His research focuses on three mutations “that occur over a relatively long period of time” finally resulting in pancreatic cancer. “It takes years for that first mutation to occur and to grow abnormally, but even with one million cells, it can’t be detected and one of those will start a second mutation.” And even with 10 million cells, “it’s still not clinically detectable. The problem is the third mutation. So the challenge is to develop tests that get it early as we now can do with colon and breast cancer,” he said. (Dr. Vogelstein’s lab developed a widely used, non-invasive colon cancer detection method, Cologuard.)
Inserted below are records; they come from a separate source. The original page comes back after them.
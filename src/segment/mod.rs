//! Transcript segments
//!
//! This module provides the `TranscriptSegment` unit produced by the parser:
//! - Line-oriented parsing of loosely timestamped transcript text
//! - Continuation-line coalescing into the preceding segment
//! - Graceful degradation on untimestamped input

mod parser;

pub use parser::parse_segments;

use serde::{Deserialize, Serialize};
use uuid::Uuid;

/// A single timestamped unit of transcript text.
///
/// Immutable once created by the parser. Identity (and equality) is by id,
/// not content: the same `(timestamp, text)` pair parsed twice yields two
/// distinct segments.
#[derive(Debug, Clone, Serialize, Deserialize)]
pub struct TranscriptSegment {
    /// Opaque unique id
    pub id: Uuid,

    /// Timestamp as it appeared in the source ("MM:SS" or "H:MM:SS" form)
    pub timestamp: String,

    /// Spoken content from this timestamp until the next detected timestamp
    pub text: String,
}

impl TranscriptSegment {
    pub fn new(timestamp: impl Into<String>, text: impl Into<String>) -> Self {
        Self {
            id: Uuid::new_v4(),
            timestamp: timestamp.into(),
            text: text.into(),
        }
    }

    /// Start time in seconds, parsed leniently from the timestamp string.
    pub fn start_seconds(&self) -> f64 {
        crate::timecode::parse_timestamp_seconds(&self.timestamp)
    }
}

impl PartialEq for TranscriptSegment {
    fn eq(&self, other: &Self) -> bool {
        self.id == other.id
    }
}

impl Eq for TranscriptSegment {}
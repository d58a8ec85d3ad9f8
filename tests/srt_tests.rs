// Integration tests for the SRT converter: format detection, exact block
// output, and error reporting.

use anyhow::Result;
use podshrink::{convert_to_srt, ConvertError, TranscriptFormat};
use std::fs;

#[test]
fn test_time_range_input_exact_output() {
    let text = "00:00:00 - 00:00:05\nWelcome to the show\n\
                00:00:05 - 00:00:12\nToday we talk about subtitles";

    let srt = convert_to_srt(text).unwrap();

    assert_eq!(
        srt,
        "1\n\
         00:00:00,000 --> 00:00:05,000\n\
         Welcome to the show\n\
         \n\
         2\n\
         00:00:05,000 --> 00:00:09,000\n\
         Today we talk about subtitles\n"
    );
}

#[test]
fn test_last_block_gets_fixed_duration() {
    let text = "0:00 first line here\n0:10 second line here\n2:00 closing words";
    let srt = convert_to_srt(text).unwrap();

    // Last cue runs 4 seconds past its own start.
    assert!(srt.contains("00:02:00,000 --> 00:02:04,000"));
}

#[test]
fn test_empty_input_is_conversion_error() {
    match convert_to_srt("") {
        Err(ConvertError::EmptyInput) => {}
        other => panic!("expected EmptyInput, got {:?}", other),
    }
}

#[test]
fn test_detection_failure_is_reported_with_reason() {
    let err = convert_to_srt("no timestamps\nanywhere in\nthis text").unwrap_err();
    let message = err.to_string();
    assert!(message.contains("could not detect"), "got: {}", message);
}

#[test]
fn test_speaker_format_prefixes_names() {
    let text = "00:00.00\nHost\nWelcome back to the podcast\n\
                00:04.50\nGuest\nThanks for having me\n\
                00:08.00\nHost\nLet's dive in";

    let srt = convert_to_srt(text).unwrap();

    assert!(srt.contains("Host: Welcome back to the podcast\n"));
    assert!(srt.contains("Guest: Thanks for having me\n"));
    assert!(srt.contains("00:00:04,500 --> 00:00:08,000"));
}

#[test]
fn test_detection_prefers_best_scoring_rule() {
    use podshrink::srt::detect_format;

    let range = "00:00:00 - 00:00:05\ntext\n00:00:05 - 00:00:10\ntext\n00:00:10 - 00:00:15\ntext";
    assert_eq!(detect_format(range).unwrap(), TranscriptFormat::TimeRange);

    let plain = "0:00 one\n0:10 two\n0:20 three";
    assert_eq!(
        detect_format(plain).unwrap(),
        TranscriptFormat::PlainTimestamp
    );
}

#[test]
fn test_converted_file_round_trip() -> Result<()> {
    let dir = tempfile::tempdir()?;
    let srt_path = dir.path().join("episode.srt");

    let text = "0:00 intro\n0:05 body\n0:10 outro";
    let srt = convert_to_srt(text)?;
    fs::write(&srt_path, &srt)?;

    let read_back = fs::read_to_string(&srt_path)?;
    assert_eq!(read_back, srt);
    assert!(read_back.starts_with("1\n00:00:00,000 --> 00:00:05,000\n"));

    Ok(())
}
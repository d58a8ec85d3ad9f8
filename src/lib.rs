pub mod config;
pub mod segment;
pub mod shrink;
pub mod srt;
pub mod text;
pub mod timecode;
pub mod window;

pub use config::Config;
pub use segment::{parse_segments, TranscriptSegment};
pub use shrink::{
    render_transcript, ExtractiveSummarizer, RefinedSegment, ShrinkConfig, ShrinkDriver,
    ShrinkHalt, ShrinkOutcome, ShrinkProgress, Summarizer,
};
pub use srt::{convert_to_srt, ConvertError, SubtitleCue, TranscriptFormat};
pub use text::{word_overlap_similarity, TextCleaner, WhitespaceCleaner};
pub use window::{TranscriptWindow, WindowBuilder, WindowMode};
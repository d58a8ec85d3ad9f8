//! Timestamp parsing and formatting
//!
//! Transcript timestamps arrive as loosely formatted strings ("1:30",
//! "01:02:03.5", sometimes just "45"). Parsing is lenient: a component that
//! fails to parse contributes zero rather than failing the whole value.

/// Parse a transcript timestamp into total seconds.
///
/// Accepts `"SS"`, `"MM:SS"`, `"MM:SS.ss"`, `"HH:MM:SS"` and
/// `"HH:MM:SS.ss"`. Unparsable components count as 0, so fully malformed
/// input yields 0.0 instead of an error.
pub fn parse_timestamp_seconds(text: &str) -> f64 {
    let parts: Vec<&str> = text.trim().split(':').collect();

    let component = |s: &str| s.trim().parse::<f64>().unwrap_or(0.0);

    match parts.len() {
        1 => component(parts[0]),
        2 => component(parts[0]) * 60.0 + component(parts[1]),
        3 => component(parts[0]) * 3600.0 + component(parts[1]) * 60.0 + component(parts[2]),
        _ => 0.0,
    }
}

/// Format seconds into the canonical transcript form: `"MM:SS"` under an
/// hour, `"H:MM:SS"` at or above it. Fractional seconds are rounded.
pub fn format_timestamp(seconds: f64) -> String {
    let total = seconds.max(0.0).round() as u64;
    let hours = total / 3600;
    let minutes = (total % 3600) / 60;
    let secs = total % 60;

    if hours > 0 {
        format!("{}:{:02}:{:02}", hours, minutes, secs)
    } else {
        format!("{:02}:{:02}", minutes, secs)
    }
}

/// Format seconds as an SRT timecode: `HH:MM:SS,mmm` with a comma decimal
/// separator, all fields zero-padded.
pub fn format_srt_time(seconds: f64) -> String {
    let total_ms = (seconds.max(0.0) * 1000.0).round() as u64;
    let hours = total_ms / 3_600_000;
    let minutes = (total_ms % 3_600_000) / 60_000;
    let secs = (total_ms % 60_000) / 1000;
    let ms = total_ms % 1000;
    format!("{:02}:{:02}:{:02},{:03}", hours, minutes, secs, ms)
}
“What we’re looking for is evidence of mutations of cancer in the bloodstream, a few molecules in a sea of blood.” The sooner pancreatic cancer is found, the better chance a patient has of being cured, he said. “We’re trying to convince pharmaceutical companies to support this research because it will make their drugs work better. Suppose you could try a drug because you could do a blood test and detect pancreatic cancer before it appears on CT scans and detects symptoms.”
And at MIT, the restrictions imposed suddenly by the pandemic actually produced a surprising and wholly unexpected benefit, said Dr. William A. Freed-Pastor. “We made some really exciting progress,” he said, by working with a computational biologist, someone well-versed in biology and also computer science. “We created a computational pipeline and studied different aspects of the disease that haven’t been studied before. We never had the time to do this pre-COVID.”
Since “we were all stuck at home, we could collaborate by Zoom because the normal limiting thing for us is time. Our bandwidth is normally so stretched that adding anything new like this would have been difficult. Now that model is built and is running data. We’ll be using it for an exploratory analysis for 58 patients in a potential upcoming trial.”
Dr. Freed-Pastor, heartened by the tremendous collaboration and urgency that COVID has added to everyone’s workload, said: “When the need is so pressing and so in front of you—as COVID has been this year—the goal is way bigger than any of us. That mindset? I hope we can keep it up!”